SUPPLIED RECORDS =

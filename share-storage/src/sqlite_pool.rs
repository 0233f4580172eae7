//! SQLite connection pool wrapper for the storage crate.
//!
//! The pool is pinned to exactly one long-lived connection: the store facade
//! serializes every operation, and an in-memory database only lives as long as
//! its connection.

use std::str::FromStr;

use sqlx::sqlite::{SqliteConnectOptions, SqlitePoolOptions};
use sqlx::SqlitePool;
use tracing::info;

/// Paths that select a private in-memory database instead of a file.
const IN_MEMORY_PATHS: [&str; 2] = [":memory:", "sqlite::memory:"];

/// Manages a single-connection SQLite pool; creates the DB file if missing.
#[derive(Clone)]
pub struct SqlitePoolManager {
    pool: SqlitePool,
}

impl SqlitePoolManager {
    /// Opens the database at `database_path` (file path, `:memory:` or `sqlite::memory:`).
    pub async fn new(database_path: &str) -> Result<Self, sqlx::Error> {
        info!(database_path = %database_path, "Initializing SQLite pool");

        let options = if IN_MEMORY_PATHS.contains(&database_path) {
            SqliteConnectOptions::from_str("sqlite::memory:")?
        } else {
            SqliteConnectOptions::new()
                .create_if_missing(true)
                .filename(database_path)
        };

        let pool = SqlitePoolOptions::new()
            .max_connections(1)
            .min_connections(1)
            .idle_timeout(None)
            .max_lifetime(None)
            .connect_with(options)
            .await?;

        Ok(Self { pool })
    }

    /// Returns the underlying pool for running queries.
    pub fn pool(&self) -> &SqlitePool {
        &self.pool
    }

    pub fn is_closed(&self) -> bool {
        self.pool.is_closed()
    }

    /// Closes the pool and waits for the connection to be released.
    pub async fn close(&self) {
        self.pool.close().await;
    }
}
//! Global variables table; currently only holds the schema version.

use crate::error::StorageError;
use crate::migration::LATEST_VERSION;
use crate::sqlite_pool::SqlitePoolManager;
use tracing::info;

const VERSION_KEY: &str = "version";

#[derive(Clone)]
pub(crate) struct VersionRepository {
    pool_manager: SqlitePoolManager,
}

impl VersionRepository {
    pub(crate) fn new(pool_manager: SqlitePoolManager) -> Self {
        Self { pool_manager }
    }

    pub(crate) async fn init(&self) -> Result<(), sqlx::Error> {
        info!("Creating global_vars table if not exist");

        sqlx::query(
            r#"
            CREATE TABLE IF NOT EXISTS global_vars (
                name TEXT PRIMARY KEY,
                integer_value INTEGER,
                string_value TEXT
            )
            "#,
        )
        .execute(self.pool_manager.pool())
        .await?;

        Ok(())
    }

    /// A database without a version row was just created, so it is at the latest version.
    pub(crate) async fn get(&self) -> Result<String, StorageError> {
        let row: Option<(Option<String>,)> =
            sqlx::query_as("SELECT string_value FROM global_vars WHERE name = ?")
                .bind(VERSION_KEY)
                .fetch_optional(self.pool_manager.pool())
                .await?;

        Ok(row
            .and_then(|(version,)| version)
            .unwrap_or_else(|| LATEST_VERSION.to_string()))
    }

    pub(crate) async fn set(&self, version: &str) -> Result<(), StorageError> {
        sqlx::query(
            r#"
            INSERT INTO global_vars (name, string_value) VALUES (?, ?)
            ON CONFLICT(name) DO UPDATE SET string_value = excluded.string_value
            "#,
        )
        .bind(VERSION_KEY)
        .bind(version)
        .execute(self.pool_manager.pool())
        .await?;

        Ok(())
    }
}
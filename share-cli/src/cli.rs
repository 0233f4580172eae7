//! CLI parser.

use clap::{Parser, Subcommand};

#[derive(Parser)]
#[command(name = "one-time-share")]
#[command(about = "One-time secret sharing: run the store, manage identities", long_about = None)]
#[command(version)]
pub struct Cli {
    #[command(subcommand)]
    pub command: Commands,
}

#[derive(Subcommand)]
pub enum Commands {
    /// Open the database, apply migrations and run the expiry janitor until Ctrl-C.
    Run,
    /// Create or update an identity's limits (0 = unlimited).
    SetLimits {
        token: String,
        #[arg(long, default_value = "0")]
        retention_minutes: u32,
        #[arg(long, default_value = "0")]
        max_size_bytes: u32,
        #[arg(long, default_value = "0")]
        creation_limit_minutes: u32,
    },
    /// Print an identity's limits and last creation time.
    ShowLimits { token: String },
    /// Delete an identity.
    RemoveIdentity { token: String },
    /// Store a secret and print its one-time link.
    Share {
        /// Secret text.
        data: String,
        #[arg(short, long, default_value = "default")]
        user_token: String,
        /// Time-to-live in minutes; defaults to the identity's retention limit.
        #[arg(short, long)]
        retention: Option<u32>,
    },
    /// Fetch (and delete) a secret by token; prints the JSON response.
    Consume { token: String },
    /// Print the stored schema version.
    Version,
}
//! Retention rules applied before a message is stored.

use crate::error::ServiceError;

/// Picks the message time-to-live in minutes (0 = never expires) for an identity whose
/// retention ceiling is `ceiling_minutes` (0 = unlimited).
///
/// Without a request the ceiling itself is used. An identity with a ceiling can neither
/// ask for an unlimited message nor exceed the ceiling.
pub fn resolve_retention(requested: Option<u32>, ceiling_minutes: u32) -> Result<u32, ServiceError> {
    match requested {
        None => Ok(ceiling_minutes),
        Some(0) if ceiling_minutes > 0 => Err(ServiceError::RetentionNotAllowed(
            "can't set unlimited retention limit".to_string(),
        )),
        Some(minutes) if ceiling_minutes > 0 && minutes > ceiling_minutes => {
            Err(ServiceError::RetentionNotAllowed(format!(
                "requested {} minute(s), allowed at most {}",
                minutes, ceiling_minutes
            )))
        }
        Some(minutes) => Ok(minutes),
    }
}

/// Expiry timestamp for a message created at `now` living `retention_minutes`.
pub fn expire_timestamp(now: i64, retention_minutes: u32) -> i64 {
    if retention_minutes == 0 {
        0
    } else {
        now.saturating_add(i64::from(retention_minutes) * 60)
    }
}
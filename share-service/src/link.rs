//! Share links: `https://{host}/shared/{token}`.

const SHARED_PREFIX: &str = "/shared/";

/// Always https so the secret is never sent in clear text.
pub fn share_url(host: &str, message_token: &str) -> String {
    format!("https://{}{}{}", host.trim_end_matches('/'), SHARED_PREFIX, message_token)
}

/// Extracts the message token from a `/shared/{token}` request path.
pub fn token_from_shared_path(path: &str) -> Option<&str> {
    path.strip_prefix(SHARED_PREFIX)
        .map(|token| token.trim_end_matches('/'))
        .filter(|token| !token.is_empty() && !token.contains('/'))
}
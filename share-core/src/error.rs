//! Errors raised while configuring and starting the application.

use thiserror::Error;

#[derive(Error, Debug)]
pub enum ShareError {
    #[error("Config error: {0}")]
    Config(String),

    #[error("IO error: {0}")]
    Io(#[from] std::io::Error),
}

pub type Result<T> = std::result::Result<T, ShareError>;
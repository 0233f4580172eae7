//! Environment-driven application configuration.

use std::env;
use std::str::FromStr;

use crate::error::{Result, ShareError};

/// Application config, loaded from environment variables.
#[derive(Debug, Clone)]
pub struct AppConfig {
    /// DATABASE_PATH: SQLite file (or `:memory:`).
    pub database_path: String,
    /// LOG_FILE
    pub log_file: String,
    /// PUBLIC_HOST: host used when building share links.
    pub public_host: String,
    /// DEFAULT_RETENTION_LIMIT_MINUTES for the `default` identity (0 = unlimited).
    pub default_retention_limit_minutes: u32,
    /// DEFAULT_MAX_MESSAGE_SIZE_BYTES for the `default` identity (0 = unlimited).
    pub default_max_message_size_bytes: u32,
    /// DEFAULT_MESSAGE_CREATION_LIMIT_MINUTES for the `default` identity (0 = unlimited).
    pub default_message_creation_limit_minutes: u32,
    /// EXPIRY_SWEEP_INTERVAL_SECS between two expiry purges.
    pub expiry_sweep_interval_secs: u64,
}

impl AppConfig {
    /// Load from environment variables; unset values fall back to defaults.
    pub fn load() -> Result<Self> {
        let database_path =
            env::var("DATABASE_PATH").unwrap_or_else(|_| "./one_time_share.db".to_string());
        let log_file =
            env::var("LOG_FILE").unwrap_or_else(|_| "logs/one-time-share.log".to_string());
        let public_host = env::var("PUBLIC_HOST").unwrap_or_else(|_| "localhost".to_string());

        Ok(Self {
            database_path,
            log_file,
            public_host,
            default_retention_limit_minutes: parse_var("DEFAULT_RETENTION_LIMIT_MINUTES", 1440)?,
            default_max_message_size_bytes: parse_var("DEFAULT_MAX_MESSAGE_SIZE_BYTES", 4096)?,
            default_message_creation_limit_minutes: parse_var(
                "DEFAULT_MESSAGE_CREATION_LIMIT_MINUTES",
                0,
            )?,
            expiry_sweep_interval_secs: parse_var("EXPIRY_SWEEP_INTERVAL_SECS", 60)?,
        })
    }

    pub fn validate(&self) -> Result<()> {
        if self.database_path.trim().is_empty() {
            return Err(ShareError::Config("DATABASE_PATH must not be empty".to_string()));
        }
        if self.expiry_sweep_interval_secs == 0 {
            return Err(ShareError::Config(
                "EXPIRY_SWEEP_INTERVAL_SECS must be greater than zero".to_string(),
            ));
        }
        Ok(())
    }
}

/// Unset means `default`; a value that does not parse is an error rather than silently ignored.
fn parse_var<T: FromStr>(name: &str, default: T) -> Result<T> {
    match env::var(name) {
        Ok(raw) => raw.trim().parse().map_err(|_| {
            ShareError::Config(format!("{} is not a valid number: {}", name, raw))
        }),
        Err(_) => Ok(default),
    }
}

WORK REQUEST = Look above for the line containing "to be released.". Output from there through the line containing "pub(crate) struct VersionRepository", exactly and inclusively.

SOLUTION =
    /// Closes the pool and waits for the connection to be released.
    pub async fn close(&self) {
        self.pool.close().await;
    }
}
//! Global variables table; currently only holds the schema version.

use crate::error::StorageError;
use crate::migration::LATEST_VERSION;
use crate::sqlite_pool::SqlitePoolManager;
use tracing::info;

const VERSION_KEY: &str = "version";

#[derive(Clone)]
pub(crate) struct VersionRepository {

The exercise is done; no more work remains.